** Opening Provided records block **

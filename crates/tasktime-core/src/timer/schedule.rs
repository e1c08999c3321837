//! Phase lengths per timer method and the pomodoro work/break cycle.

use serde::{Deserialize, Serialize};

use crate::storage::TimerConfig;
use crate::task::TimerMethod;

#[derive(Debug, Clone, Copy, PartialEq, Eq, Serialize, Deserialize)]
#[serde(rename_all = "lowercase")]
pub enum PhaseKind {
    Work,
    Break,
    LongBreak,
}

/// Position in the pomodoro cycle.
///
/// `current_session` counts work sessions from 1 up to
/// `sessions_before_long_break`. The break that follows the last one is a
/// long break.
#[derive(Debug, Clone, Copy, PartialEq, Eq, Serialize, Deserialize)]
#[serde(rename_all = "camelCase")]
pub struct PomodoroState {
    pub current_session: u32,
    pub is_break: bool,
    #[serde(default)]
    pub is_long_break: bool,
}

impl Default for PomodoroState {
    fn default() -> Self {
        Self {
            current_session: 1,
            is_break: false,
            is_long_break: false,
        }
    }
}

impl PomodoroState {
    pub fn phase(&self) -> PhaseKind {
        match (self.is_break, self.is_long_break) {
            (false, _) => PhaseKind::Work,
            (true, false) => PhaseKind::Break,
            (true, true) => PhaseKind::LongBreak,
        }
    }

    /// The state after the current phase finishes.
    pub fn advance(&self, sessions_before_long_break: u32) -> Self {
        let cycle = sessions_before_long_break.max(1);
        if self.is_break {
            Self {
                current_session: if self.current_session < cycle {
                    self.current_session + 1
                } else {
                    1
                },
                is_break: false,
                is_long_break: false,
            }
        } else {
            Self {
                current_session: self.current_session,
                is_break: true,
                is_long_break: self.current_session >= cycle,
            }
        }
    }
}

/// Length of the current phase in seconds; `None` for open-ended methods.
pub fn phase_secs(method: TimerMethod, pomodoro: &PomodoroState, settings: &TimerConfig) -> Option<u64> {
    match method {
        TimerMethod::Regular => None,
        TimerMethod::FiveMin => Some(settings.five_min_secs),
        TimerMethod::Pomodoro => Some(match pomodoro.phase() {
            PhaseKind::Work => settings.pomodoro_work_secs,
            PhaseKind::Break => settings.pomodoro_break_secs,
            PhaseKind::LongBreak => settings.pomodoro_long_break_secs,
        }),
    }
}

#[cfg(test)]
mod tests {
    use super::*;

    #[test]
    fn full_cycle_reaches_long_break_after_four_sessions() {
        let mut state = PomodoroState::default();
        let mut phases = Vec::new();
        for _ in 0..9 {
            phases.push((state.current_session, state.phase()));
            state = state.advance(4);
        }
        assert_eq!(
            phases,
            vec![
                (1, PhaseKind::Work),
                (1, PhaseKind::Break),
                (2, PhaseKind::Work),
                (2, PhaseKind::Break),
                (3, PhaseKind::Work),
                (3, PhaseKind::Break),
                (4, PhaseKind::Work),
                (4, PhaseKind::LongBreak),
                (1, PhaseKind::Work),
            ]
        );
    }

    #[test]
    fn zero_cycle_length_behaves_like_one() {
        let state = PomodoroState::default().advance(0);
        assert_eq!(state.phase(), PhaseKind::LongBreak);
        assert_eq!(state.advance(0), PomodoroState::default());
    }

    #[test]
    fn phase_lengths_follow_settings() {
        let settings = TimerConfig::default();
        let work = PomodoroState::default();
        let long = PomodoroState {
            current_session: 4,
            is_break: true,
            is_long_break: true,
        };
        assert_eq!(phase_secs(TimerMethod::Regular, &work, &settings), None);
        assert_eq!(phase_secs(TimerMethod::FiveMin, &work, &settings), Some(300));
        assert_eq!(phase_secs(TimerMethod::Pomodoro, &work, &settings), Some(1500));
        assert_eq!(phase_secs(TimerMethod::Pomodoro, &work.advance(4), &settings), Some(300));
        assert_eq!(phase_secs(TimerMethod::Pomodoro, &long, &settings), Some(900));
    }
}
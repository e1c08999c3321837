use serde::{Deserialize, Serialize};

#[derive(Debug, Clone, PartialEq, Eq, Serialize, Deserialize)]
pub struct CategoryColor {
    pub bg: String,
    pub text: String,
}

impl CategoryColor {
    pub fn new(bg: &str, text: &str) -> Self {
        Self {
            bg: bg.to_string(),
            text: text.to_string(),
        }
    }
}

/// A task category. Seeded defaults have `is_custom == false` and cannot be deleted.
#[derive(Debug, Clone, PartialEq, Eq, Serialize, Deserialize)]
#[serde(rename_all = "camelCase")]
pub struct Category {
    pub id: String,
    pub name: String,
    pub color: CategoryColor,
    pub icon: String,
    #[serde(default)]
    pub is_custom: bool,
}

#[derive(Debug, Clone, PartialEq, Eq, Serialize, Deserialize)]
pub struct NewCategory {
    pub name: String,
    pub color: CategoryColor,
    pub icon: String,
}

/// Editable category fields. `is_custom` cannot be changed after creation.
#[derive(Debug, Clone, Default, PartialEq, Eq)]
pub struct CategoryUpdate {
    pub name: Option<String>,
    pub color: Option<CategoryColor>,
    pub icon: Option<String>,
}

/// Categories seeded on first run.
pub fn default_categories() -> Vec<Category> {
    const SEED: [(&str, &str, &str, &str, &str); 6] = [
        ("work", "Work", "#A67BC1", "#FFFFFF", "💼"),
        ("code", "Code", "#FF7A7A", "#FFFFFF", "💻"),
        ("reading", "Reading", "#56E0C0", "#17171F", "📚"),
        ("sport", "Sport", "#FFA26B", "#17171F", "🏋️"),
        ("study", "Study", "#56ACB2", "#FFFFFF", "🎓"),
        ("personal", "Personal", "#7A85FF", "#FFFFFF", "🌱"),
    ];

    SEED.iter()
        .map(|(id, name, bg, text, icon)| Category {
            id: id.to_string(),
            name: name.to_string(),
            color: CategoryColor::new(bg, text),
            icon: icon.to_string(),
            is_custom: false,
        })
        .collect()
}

** Closing Provided records block **

→ **What you have to do**:
If a line in the material above contains the word "FFFFFF", copy it.

→ **Exercise answer**:
        ("work", "Work", "#A67BC1", "#FFFFFF", "💼"),
        ("code", "Code", "#FF7A7A", "#FFFFFF", "💻"),
        ("study", "Study", "#56ACB2", "#FFFFFF", "🎓"),
        ("personal", "Personal", "#7A85FF", "#FFFFFF", "🌱"),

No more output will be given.